→ **BRIEF**
Wherever "matches" shows up in the records below, copy the whole line.

▼

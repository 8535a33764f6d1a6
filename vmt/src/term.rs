use crate::sort::{ArithOp, BvOp, CmpOp, LtlOp, Quantifier};
use crate::symbol::Symbol;
use internment::Intern;
use std::fmt;

/// A hash-consed formula DAG node. See §3: equality is structural via
/// interning, so two `FormulaNode`s built the same way produce the same
/// [`Term`] handle.
#[derive(Debug, Clone, PartialEq, Eq, Hash)]
pub enum FormulaNode {
    BoolConst(bool),
    IntConst(i64),
    /// Stored as a decimal string to keep `Eq`/`Hash` exact without pulling
    /// in a rational-arithmetic dependency the encoders never need.
    RealConst(String),
    BvConst { value: u64, width: u32 },
    Symbol(Symbol),
    Not(Term),
    And(Vec<Term>),
    Or(Vec<Term>),
    Implies(Term, Term),
    Iff(Term, Term),
    Ite(Term, Term, Term),
    Eq(Term, Term),
    Cmp(CmpOp, Term, Term),
    Arith(ArithOp, Term, Term),
    BvOp(BvOp, Vec<Term>),
    Quantifier(Quantifier, Vec<Symbol>, Term),
    /// `NEXT(term)`: selects `term`'s value in the successor step.
    Next(Term),
    /// An LTL operator applied to one (unary) or two (binary) Bool operands;
    /// see [`LtlOp::arity`].
    Ltl(LtlOp, Vec<Term>),
}

/// A handle to an interned [`FormulaNode`]. `Copy`, and `Eq`/`Hash` by
/// pointer identity — cheap to pass around and to use as a `HashMap` key in
/// the walker memo tables.
pub type Term = Intern<FormulaNode>;

pub(crate) fn intern(node: FormulaNode) -> Term {
    Intern::new(node)
}

impl FormulaNode {
    pub fn children(&self) -> Vec<Term> {
        match self {
            FormulaNode::BoolConst(_)
            | FormulaNode::IntConst(_)
            | FormulaNode::RealConst(_)
            | FormulaNode::BvConst { .. }
            | FormulaNode::Symbol(_) => Vec::new(),
            FormulaNode::Not(a) => vec![*a],
            FormulaNode::And(args) | FormulaNode::Or(args) => args.clone(),
            FormulaNode::Implies(a, b) | FormulaNode::Iff(a, b) => vec![*a, *b],
            FormulaNode::Ite(c, t, e) => vec![*c, *t, *e],
            FormulaNode::Eq(a, b) | FormulaNode::Cmp(_, a, b) | FormulaNode::Arith(_, a, b) => {
                vec![*a, *b]
            }
            FormulaNode::BvOp(_, args) => args.clone(),
            FormulaNode::Quantifier(_, _, body) => vec![*body],
            FormulaNode::Next(a) => vec![*a],
            FormulaNode::Ltl(_, args) => args.clone(),
        }
    }

    pub fn is_symbol(&self) -> bool {
        matches!(self, FormulaNode::Symbol(_))
    }

    pub fn as_symbol(&self) -> Option<Symbol> {
        match self {
            FormulaNode::Symbol(s) => Some(*s),
            _ => None,
        }
    }

    pub fn is_ltl(&self) -> bool {
        matches!(self, FormulaNode::Ltl(_, _))
    }

    pub fn is_next(&self) -> bool {
        matches!(self, FormulaNode::Next(_))
    }

    pub fn is_and_or(&self) -> bool {
        matches!(self, FormulaNode::And(_) | FormulaNode::Or(_))
    }
}

impl fmt::Display for FormulaNode {
    fn fmt(&self, f: &mut fmt::Formatter<'_>) -> fmt::Result {
        match self {
            FormulaNode::BoolConst(b) => write!(f, "{b}"),
            FormulaNode::IntConst(v) => write!(f, "{v}"),
            FormulaNode::RealConst(v) => write!(f, "{v}"),
            FormulaNode::BvConst { value, width } => write!(f, "{value:#x}:{width}"),
            FormulaNode::Symbol(s) => write!(f, "{}", s.name),
            FormulaNode::Not(a) => write!(f, "(not {a})"),
            FormulaNode::And(args) => write!(f, "(and {})", display_args(args)),
            FormulaNode::Or(args) => write!(f, "(or {})", display_args(args)),
            FormulaNode::Implies(a, b) => write!(f, "({a} => {b})"),
            FormulaNode::Iff(a, b) => write!(f, "({a} <=> {b})"),
            FormulaNode::Ite(c, t, e) => write!(f, "(ite {c} {t} {e})"),
            FormulaNode::Eq(a, b) => write!(f, "({a} = {b})"),
            FormulaNode::Cmp(op, a, b) => write!(f, "({a} {op:?} {b})"),
            FormulaNode::Arith(op, a, b) => write!(f, "({a} {op:?} {b})"),
            FormulaNode::BvOp(op, args) => write!(f, "({op:?} {})", display_args(args)),
            FormulaNode::Quantifier(q, vars, body) => {
                let names: Vec<_> = vars.iter().map(|v| v.name.clone()).collect();
                write!(f, "({q:?} ({}) {body})", names.join(" "))
            }
            FormulaNode::Next(a) => write!(f, "{a}'"),
            FormulaNode::Ltl(op, args) if args.len() == 1 => write!(f, "({op} {})", args[0]),
            FormulaNode::Ltl(op, args) if args.len() == 2 => {
                write!(f, "({} {op} {})", args[0], args[1])
            }
            FormulaNode::Ltl(op, args) => write!(f, "({op} {})", display_args(args)),
        }
    }
}

fn display_args(args: &[Term]) -> String {
    args.iter()
        .map(|a| a.to_string())
        .collect::<Vec<_>>()
        .join(" ")
}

▲

→ **RESULT OF THIS EXERCISE**
        matches!(self, FormulaNode::Symbol(_))
        matches!(self, FormulaNode::Ltl(_, _))
        matches!(self, FormulaNode::Next(_))
        matches!(self, FormulaNode::And(_) | FormulaNode::Or(_))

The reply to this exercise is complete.